Report: Soldier Who Ran into North Korea Charged with Child Pornography, Assault

Private 2nd Class Travis King is being detained by North Korea after he crossed the border
Carl Gates

The news organization Reuters reported Thursday that the U.S. Army has levied eight criminal charges against Private 2nd Class Travis King, the soldier who ran across the Demilitarized Zone (DMZ) into North Korea in July and was repatriated in September.

King was reportedly scheduled to return to Texas from South Korea on July 18, 2023, after completing a prison sentence in Seoul. American military authorities escorted him to the country’s Incheon Airport and left him there. King, rather than board a flight home, booked a tour of the DMZ and ran into North Korea.

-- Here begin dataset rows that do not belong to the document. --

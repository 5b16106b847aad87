use super::types::{
    Disposition, ForwardPath, IngressDrop, MulticastOutcome, MulticastPath, Transmit,
};
use crate::audit::{AuditCategory, AuditOutcome, AuditRecord};
use crate::clock::{Clock, SystemClock};
use crate::config::{BridgeConfig, Capabilities};
use crate::error::{BridgeError, DropReason, Result};
use crate::fanout::{FanoutEngine, FanoutOutcome};
use crate::fdb::ForwardingDatabase;
use crate::filter::{DeliveryFilter, StandardFilter};
use crate::frame::{Frame, FrameAllocator, HeapAllocator};
use crate::limiter::{UnknownMulticastLimiter, Verdict};
use crate::mcast::{
    IndexChange, Membership, MembershipUpdate, MembershipView, MulticastGroupIndex,
};
use crate::offload::{HardwareOffloadBridge, MulticastOffload, NoOffload, OffloadDecision};
use crate::ports::{
    Port, PortDescriptor, PortFlags, PortId, PortMask, PortSnapshot, PortState, PortTable,
};
use crate::stats::{BridgeStats, StatsSnapshot};
use crate::{audit_log, debug_log, info_log};
use parking_lot::Mutex;
use sonic_bridge_types::FlowKey;
use std::sync::atomic::Ordering;
use std::sync::Arc;

/// Assembles a [`Bridge`] from its configuration and collaborators.
///
/// Only the egress collaborator is mandatory; everything else defaults to
/// the software implementation.
pub struct BridgeBuilder {
    config: BridgeConfig,
    transmit: Arc<dyn Transmit>,
    offload: Arc<dyn MulticastOffload>,
    allocator: Arc<dyn FrameAllocator>,
    clock: Arc<dyn Clock>,
    filter: Option<Arc<dyn DeliveryFilter>>,
}

impl BridgeBuilder {
    pub fn new(config: BridgeConfig, transmit: Arc<dyn Transmit>) -> Self {
        Self {
            config,
            transmit,
            offload: Arc::new(NoOffload),
            allocator: Arc::new(HeapAllocator),
            clock: Arc::new(SystemClock),
            filter: None,
        }
    }

    pub fn offload(mut self, driver: Arc<dyn MulticastOffload>) -> Self {
        self.offload = driver;
        self
    }

    pub fn allocator(mut self, allocator: Arc<dyn FrameAllocator>) -> Self {
        self.allocator = allocator;
        self
    }

    pub fn clock(mut self, clock: Arc<dyn Clock>) -> Self {
        self.clock = clock;
        self
    }

    /// Replaces the standard delivery rules.
    pub fn filter(mut self, filter: Arc<dyn DeliveryFilter>) -> Self {
        self.filter = Some(filter);
        self
    }

    pub fn build(self) -> Result<Bridge> {
        self.config.validate()?;

        let caps = self.config.capabilities();
        let stats = Arc::new(BridgeStats::new());
        let filter: Arc<dyn DeliveryFilter> = match self.filter {
            Some(filter) => filter,
            None => Arc::new(StandardFilter::new(caps, &self.config.filter)),
        };
        let engine = FanoutEngine::new(filter, self.allocator, stats.clone());
        let offload = HardwareOffloadBridge::new(
            self.config.offload_enabled(),
            self.config.name.clone(),
            self.offload,
            stats.clone(),
        );
        let limiter = UnknownMulticastLimiter::new(&self.config.limiter, self.clock);

        info_log!(
            "Bridge",
            bridge = %self.config.name,
            vlan_aware = caps.contains(Capabilities::VLAN_AWARE),
            hardware_offload = offload.is_enabled(),
            snooping = self.config.snooping.enabled,
            "bridge forwarding engine created"
        );
        audit_log!(AuditRecord::new(AuditCategory::SystemLifecycle, "Bridge", "create")
            .with_outcome(AuditOutcome::Success)
            .with_object_id(self.config.name.clone())
            .with_object_type("bridge")
            .with_details(serde_json::json!({
                "capabilities": caps.bits(),
                "limiter_capacity": self.config.limiter.capacity,
                "fdb_max_entries": self.config.fdb.max_entries,
            })));

        Ok(Bridge {
            caps,
            ports: PortTable::new(),
            groups: MulticastGroupIndex::new(caps.contains(Capabilities::VLAN_AWARE)),
            fdb: ForwardingDatabase::with_capacity(self.config.fdb.max_entries),
            limiter,
            offload,
            engine,
            transmit: self.transmit,
            stats,
            admin: Mutex::new(()),
            config: self.config,
        })
    }
}

/// One bridge's forwarding engine.
///
/// All methods take `&self`; share the bridge between receive threads
/// with an `Arc`.
pub struct Bridge {
    config: BridgeConfig,
    caps: Capabilities,
    ports: PortTable,
    groups: MulticastGroupIndex,
    fdb: ForwardingDatabase,
    limiter: UnknownMulticastLimiter,
    offload: HardwareOffloadBridge,
    engine: FanoutEngine,
    transmit: Arc<dyn Transmit>,
    stats: Arc<BridgeStats>,
    /// Serializes port removal against membership updates, so membership
    /// never names a departed port.
    admin: Mutex<()>,
}

impl std::fmt::Debug for Bridge {
    fn fmt(&self, f: &mut std::fmt::Formatter<'_>) -> std::fmt::Result {
        f.debug_struct("Bridge")
            .field("name", &self.config.name)
            .field("caps", &self.caps)
            .field("ports", &self.ports.snapshot().len())
            .finish_non_exhaustive()
    }
}

/// Flood-time port policy, on top of the delivery filter.
fn flood_eligible(port: &Port, unicast: bool, proxyarp_replied: bool) -> bool {
    if unicast && !port.has_flag(PortFlags::FLOOD) {
        return false;
    }
    if port.has_flag(PortFlags::PROXYARP) {
        return false;
    }
    !(port.has_flag(PortFlags::PROXYARP_WIFI) && proxyarp_replied)
}
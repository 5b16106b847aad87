use crate::error::OffloadError;
use crate::ports::{PortId, PortMask};
use sonic_bridge_types::FlowKey;

/// A flow entry as reported by the hardware table driver.
#[derive(Debug, Clone, PartialEq, Eq)]
pub struct HwMulticastEntry {
    pub key: FlowKey,
    pub ingress: PortId,
    /// Ports the hardware forwards the flow to.
    pub fwd_mask: PortMask,
    /// Entry is programmed in the switch, not only cached by the driver.
    pub in_hardware: bool,
}

/// Request to program one multicast flow.
#[derive(Debug, Clone, PartialEq, Eq)]
pub struct ForwardDescriptor {
    /// Bridge the entry belongs to.
    pub bridge: String,
    pub key: FlowKey,
    pub ingress: PortId,
    pub fwd_mask: PortMask,
    /// Also trap the flow to the CPU, for members hardware cannot reach.
    pub to_cpu: bool,
}

/// Advice returned by [`HardwareOffloadBridge::try_accelerate`].
///
/// [`HardwareOffloadBridge::try_accelerate`]: super::HardwareOffloadBridge::try_accelerate
#[derive(Debug, Clone, Copy, PartialEq, Eq)]
pub enum OffloadDecision {
    /// Hardware already forwards the flow to these ports.
    AlreadyInstalled(PortMask),
    /// A new entry forwarding to these ports was programmed.
    Installed(PortMask),
    /// The flow has no receivers; hardware now drops it.
    Blocked,
    /// Software handles the flow.
    NotApplicable,
}

impl OffloadDecision {
    /// Ports hardware delivers to, which software must skip.
    pub fn hw_mask(&self) -> PortMask {
        match *self {
            OffloadDecision::AlreadyInstalled(mask) | OffloadDecision::Installed(mask) => mask,
            OffloadDecision::Blocked | OffloadDecision::NotApplicable => PortMask::EMPTY,
        }
    }
}

/// Driver for the hardware multicast table.
pub trait MulticastOffload: Send + Sync {
    fn find_entry(&self, key: &FlowKey, ingress: PortId) -> Option<HwMulticastEntry>;

    fn add_entry(&self, desc: &ForwardDescriptor) -> Result<(), OffloadError>;

    /// Installs a rule dropping the flow in hardware.
    fn block_flow(&self, key: &FlowKey, ingress: PortId) -> Result<(), OffloadError>;

    fn invalidate_entry(&self, key: &FlowKey) -> Result<(), OffloadError>;
}

/// Driver for platforms without a hardware multicast table.
#[derive(Debug, Default, Clone, Copy)]
pub struct NoOffload;

impl MulticastOffload for NoOffload {
    fn find_entry(&self, _key: &FlowKey, _ingress: PortId) -> Option<HwMulticastEntry> {
        None
    }

    fn add_entry(&self, _desc: &ForwardDescriptor) -> Result<(), OffloadError> {
        Err(OffloadError::Unsupported)
    }

    fn block_flow(&self, _key: &FlowKey, _ingress: PortId) -> Result<(), OffloadError> {
        Err(OffloadError::Unsupported)
    }

    fn invalidate_entry(&self, _key: &FlowKey) -> Result<(), OffloadError> {
        Ok(())
    }
}
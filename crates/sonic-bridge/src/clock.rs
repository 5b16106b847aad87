//! Monotonic time source for the rate limiter.

use parking_lot::Mutex;
use std::time::{Duration, Instant};

pub trait Clock: Send + Sync {
    fn now(&self) -> Instant;
}

#[derive(Debug, Default, Clone, Copy)]
pub struct SystemClock;

impl Clock for SystemClock {
    fn now(&self) -> Instant {
        Instant::now()
    }
}

/// Clock moved by hand, for tests.
///
/// Starts an hour after its creation instant so it can also be moved
/// backwards.
#[derive(Debug)]
pub struct ManualClock {
    base: Instant,
    offset: Mutex<Duration>,
}

const HEADROOM: Duration = Duration::from_secs(3600);

impl ManualClock {
    pub fn new() -> Self {
        Self {
            base: Instant::now(),
            offset: Mutex::new(HEADROOM),
        }
    }

    pub fn advance(&self, by: Duration) {
        *self.offset.lock() += by;
    }

    /// Moves the clock backwards, saturating at the creation instant.
    pub fn rewind(&self, by: Duration) {
        let mut offset = self.offset.lock();
        *offset = offset.saturating_sub(by);
    }
}

impl Default for ManualClock {
    fn default() -> Self {
        Self::new()
    }
}

impl Clock for ManualClock {
    fn now(&self) -> Instant {
        self.base + *self.offset.lock()
    }
}
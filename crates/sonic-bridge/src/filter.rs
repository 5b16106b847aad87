//! DeliveryFilter - may this frame leave through this port?

use crate::config::{Capabilities, FilterConfig};
use crate::frame::{Frame, FrameMark};
use crate::ports::{Port, PortFlags};
use sonic_bridge_types::VlanId;

/// Per-port delivery predicate.
///
/// Implementations must be pure: they are called concurrently from every
/// forwarding thread against immutable port snapshots.
pub trait DeliveryFilter: Send + Sync {
    fn should_deliver(&self, port: &Port, frame: &Frame) -> bool;
}

/// Why [`StandardFilter`] rejected a delivery. Exposed for diagnostics and
/// tests; the data path only looks at the boolean.
#[derive(Debug, Clone, Copy, PartialEq, Eq)]
pub enum Rejection {
    /// Egress device is the ingress device and the port is not in hairpin mode.
    Hairpin,
    NotForwarding,
    VlanNotAllowed,
    VlanIsolated,
    LanIsolated,
    GuestMulticast,
}

/// The bridge's delivery rules, with VLAN checks enabled by capability.
#[derive(Debug, Clone)]
pub struct StandardFilter {
    vlan_aware: bool,
    vlan_isolation: bool,
    lan_isolation: bool,
}

impl StandardFilter {
    pub fn new(caps: Capabilities, config: &FilterConfig) -> Self {
        Self {
            vlan_aware: caps.contains(Capabilities::VLAN_AWARE),
            vlan_isolation: config.vlan_isolation,
            lan_isolation: config.lan_isolation,
        }
    }

    /// Returns the first rule the delivery violates, if any.
    pub fn check(&self, port: &Port, frame: &Frame) -> Option<Rejection> {
        let meta = &frame.meta;

        if let Some(ingress) = meta.ingress.as_ref() {
            if ingress.device == port.device && !port.has_flag(PortFlags::HAIRPIN) {
                return Some(Rejection::Hairpin);
            }
        }

        if !port.is_forwarding() {
            return Some(Rejection::NotForwarding);
        }

        if self.vlan_aware {
            if let Some(vlan) = meta.vlan {
                if !port.allows_vlan(vlan) {
                    return Some(Rejection::VlanNotAllowed);
                }
            }
        }

        if let Some(ingress) = meta.ingress.as_ref() {
            if self.vlan_isolation {
                if let (Some(from), Some(to)) = (ingress.device_vlan, port.device_vlan) {
                    if VlanId::is_valid(from) && VlanId::is_valid(to) && from != to {
                        return Some(Rejection::VlanIsolated);
                    }
                }
            }

            if self.lan_isolation && (meta.dst.is_broadcast() || meta.dst.is_unicast()) {
                if let (Some(from), Some(to)) = (ingress.lan_group, port.lan_group) {
                    if from == to {
                        return Some(Rejection::LanIsolated);
                    }
                }
            }
        }

        if meta.mark == FrameMark::Guest && meta.dst.is_multicast() {
            return Some(Rejection::GuestMulticast);
        }

        None
    }
}

impl DeliveryFilter for StandardFilter {
    fn should_deliver(&self, port: &Port, frame: &Frame) -> bool {
        self.check(port, frame).is_none()
    }
}
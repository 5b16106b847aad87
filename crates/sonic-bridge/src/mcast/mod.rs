//! MulticastGroupIndex - snooped group membership.
//!
//! Fed by the IGMP/MLD snooping collaborator and read by the multicast
//! flood path. The index never expires entries on its own.

mod index;
mod types;

pub use index::MulticastGroupIndex;
pub use types::{GroupEntry, IndexChange, Membership, MembershipUpdate, MembershipView};
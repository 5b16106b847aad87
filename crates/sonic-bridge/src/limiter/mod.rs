//! UnknownMulticastLimiter - storm control for unregistered groups.
//!
//! Multicast flows with no snooped membership are flooded. This limiter
//! tracks a handful of such flows and blocks any that exceed a packet
//! ceiling within one window. The table lock is held only for the
//! lookup and update, never across a fanout.

#[allow(clippy::module_inception)]
mod limiter;
mod types;

pub use limiter::UnknownMulticastLimiter;
pub use types::{LimiterKey, UnknownFlowRecord, Verdict};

“This man gives out a loud ‘ha ha ha,’ and just runs in between some buildings,” a witness told CBS News at the time. “I thought it was a bad joke at first, but when he didn’t come back, I realized it wasn’t a joke, and then everybody reacted, and things got crazy.”

The communist regime governing North Korea took weeks to confirm that King was in its custody and safe. It ultimately deported King on the grounds that he had entered the country illegally. North Korea’s state-run Korean Central News Agency (KCNA) claimed that King had fled into the country to avoid alleged racial discrimination in America.

Barricades are placed near the Unification Bridge, which leads to the Panmunjom in the Demilitarized Zone in Paju, South Korea, on July 19, 2023. (Ahn Young-joon/AP)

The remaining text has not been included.